### Task to carry out
Check every line of the entries for "step", and copy the lines that hold it.

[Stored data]
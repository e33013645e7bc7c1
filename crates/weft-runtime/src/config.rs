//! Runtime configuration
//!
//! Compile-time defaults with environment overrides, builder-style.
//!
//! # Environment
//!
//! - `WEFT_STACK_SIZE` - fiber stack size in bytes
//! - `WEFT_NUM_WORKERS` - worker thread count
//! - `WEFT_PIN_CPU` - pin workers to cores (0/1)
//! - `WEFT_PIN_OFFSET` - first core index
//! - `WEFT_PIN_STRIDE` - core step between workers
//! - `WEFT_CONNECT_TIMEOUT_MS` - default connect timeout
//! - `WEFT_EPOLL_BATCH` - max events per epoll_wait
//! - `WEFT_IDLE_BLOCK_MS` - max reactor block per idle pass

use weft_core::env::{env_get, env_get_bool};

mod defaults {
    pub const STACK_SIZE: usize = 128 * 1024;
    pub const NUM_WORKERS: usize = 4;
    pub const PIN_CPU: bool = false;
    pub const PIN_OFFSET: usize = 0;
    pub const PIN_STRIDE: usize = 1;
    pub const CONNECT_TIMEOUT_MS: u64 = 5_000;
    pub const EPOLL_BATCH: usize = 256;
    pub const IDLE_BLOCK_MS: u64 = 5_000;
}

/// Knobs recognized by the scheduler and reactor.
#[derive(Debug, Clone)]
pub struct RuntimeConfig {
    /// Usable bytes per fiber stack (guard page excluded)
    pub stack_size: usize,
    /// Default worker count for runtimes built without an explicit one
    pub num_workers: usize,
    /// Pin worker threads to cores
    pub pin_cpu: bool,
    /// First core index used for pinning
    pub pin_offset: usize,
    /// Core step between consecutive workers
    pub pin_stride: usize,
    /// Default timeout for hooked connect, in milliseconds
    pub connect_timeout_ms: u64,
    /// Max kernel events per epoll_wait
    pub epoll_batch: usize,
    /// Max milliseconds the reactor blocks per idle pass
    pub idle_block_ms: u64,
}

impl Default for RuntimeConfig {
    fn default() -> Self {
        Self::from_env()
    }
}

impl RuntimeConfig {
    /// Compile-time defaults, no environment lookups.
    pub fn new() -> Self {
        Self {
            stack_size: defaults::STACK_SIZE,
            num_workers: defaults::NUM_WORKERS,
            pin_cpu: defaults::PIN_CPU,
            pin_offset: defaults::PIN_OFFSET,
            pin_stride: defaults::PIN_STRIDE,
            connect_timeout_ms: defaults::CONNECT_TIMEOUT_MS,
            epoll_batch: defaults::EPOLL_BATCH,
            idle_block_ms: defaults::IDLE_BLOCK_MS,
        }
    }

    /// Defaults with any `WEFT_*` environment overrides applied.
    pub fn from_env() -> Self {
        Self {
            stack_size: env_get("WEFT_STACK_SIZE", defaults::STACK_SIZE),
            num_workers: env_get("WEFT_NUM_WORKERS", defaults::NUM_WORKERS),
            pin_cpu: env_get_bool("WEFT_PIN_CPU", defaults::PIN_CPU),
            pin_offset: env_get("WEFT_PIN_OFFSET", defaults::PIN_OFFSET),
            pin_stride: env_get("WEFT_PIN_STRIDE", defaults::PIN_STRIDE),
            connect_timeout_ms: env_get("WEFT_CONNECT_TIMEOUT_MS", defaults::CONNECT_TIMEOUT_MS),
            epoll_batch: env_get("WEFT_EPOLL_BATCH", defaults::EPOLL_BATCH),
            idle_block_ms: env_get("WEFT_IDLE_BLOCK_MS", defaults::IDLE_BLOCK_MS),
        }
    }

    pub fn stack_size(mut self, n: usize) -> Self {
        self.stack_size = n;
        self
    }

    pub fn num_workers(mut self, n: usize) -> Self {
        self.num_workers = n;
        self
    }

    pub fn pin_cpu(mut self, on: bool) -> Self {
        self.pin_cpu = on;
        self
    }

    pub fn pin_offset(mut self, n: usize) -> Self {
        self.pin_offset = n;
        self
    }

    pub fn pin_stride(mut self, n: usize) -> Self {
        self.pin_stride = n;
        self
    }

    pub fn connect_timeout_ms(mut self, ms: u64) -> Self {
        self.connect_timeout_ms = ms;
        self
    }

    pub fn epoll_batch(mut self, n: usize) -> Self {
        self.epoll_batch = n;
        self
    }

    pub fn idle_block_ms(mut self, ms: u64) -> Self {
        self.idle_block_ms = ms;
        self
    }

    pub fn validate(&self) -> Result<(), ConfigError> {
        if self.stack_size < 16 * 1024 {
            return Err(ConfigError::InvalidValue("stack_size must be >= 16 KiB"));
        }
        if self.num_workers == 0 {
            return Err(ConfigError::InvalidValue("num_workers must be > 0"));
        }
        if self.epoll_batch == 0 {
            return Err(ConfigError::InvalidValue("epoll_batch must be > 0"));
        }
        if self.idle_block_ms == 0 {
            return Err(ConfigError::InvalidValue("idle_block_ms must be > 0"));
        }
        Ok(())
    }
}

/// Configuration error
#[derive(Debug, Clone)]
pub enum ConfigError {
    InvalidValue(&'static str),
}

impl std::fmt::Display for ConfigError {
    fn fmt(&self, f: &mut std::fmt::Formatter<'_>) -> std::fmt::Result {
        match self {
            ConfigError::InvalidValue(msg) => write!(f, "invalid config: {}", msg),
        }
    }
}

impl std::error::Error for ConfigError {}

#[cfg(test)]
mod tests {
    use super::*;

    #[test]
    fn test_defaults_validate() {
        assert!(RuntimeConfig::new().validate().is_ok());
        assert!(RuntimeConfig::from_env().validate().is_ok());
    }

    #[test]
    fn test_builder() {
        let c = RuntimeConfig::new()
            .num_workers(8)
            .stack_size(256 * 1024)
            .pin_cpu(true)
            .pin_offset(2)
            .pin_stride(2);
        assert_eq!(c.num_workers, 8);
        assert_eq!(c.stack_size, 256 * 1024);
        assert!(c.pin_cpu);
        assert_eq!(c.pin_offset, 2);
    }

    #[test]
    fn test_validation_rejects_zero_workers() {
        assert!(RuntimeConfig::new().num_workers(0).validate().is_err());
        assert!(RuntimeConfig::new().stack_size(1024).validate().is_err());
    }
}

### Response
//! - `WEFT_PIN_STRIDE` - core step between workers
    /// Core step between consecutive workers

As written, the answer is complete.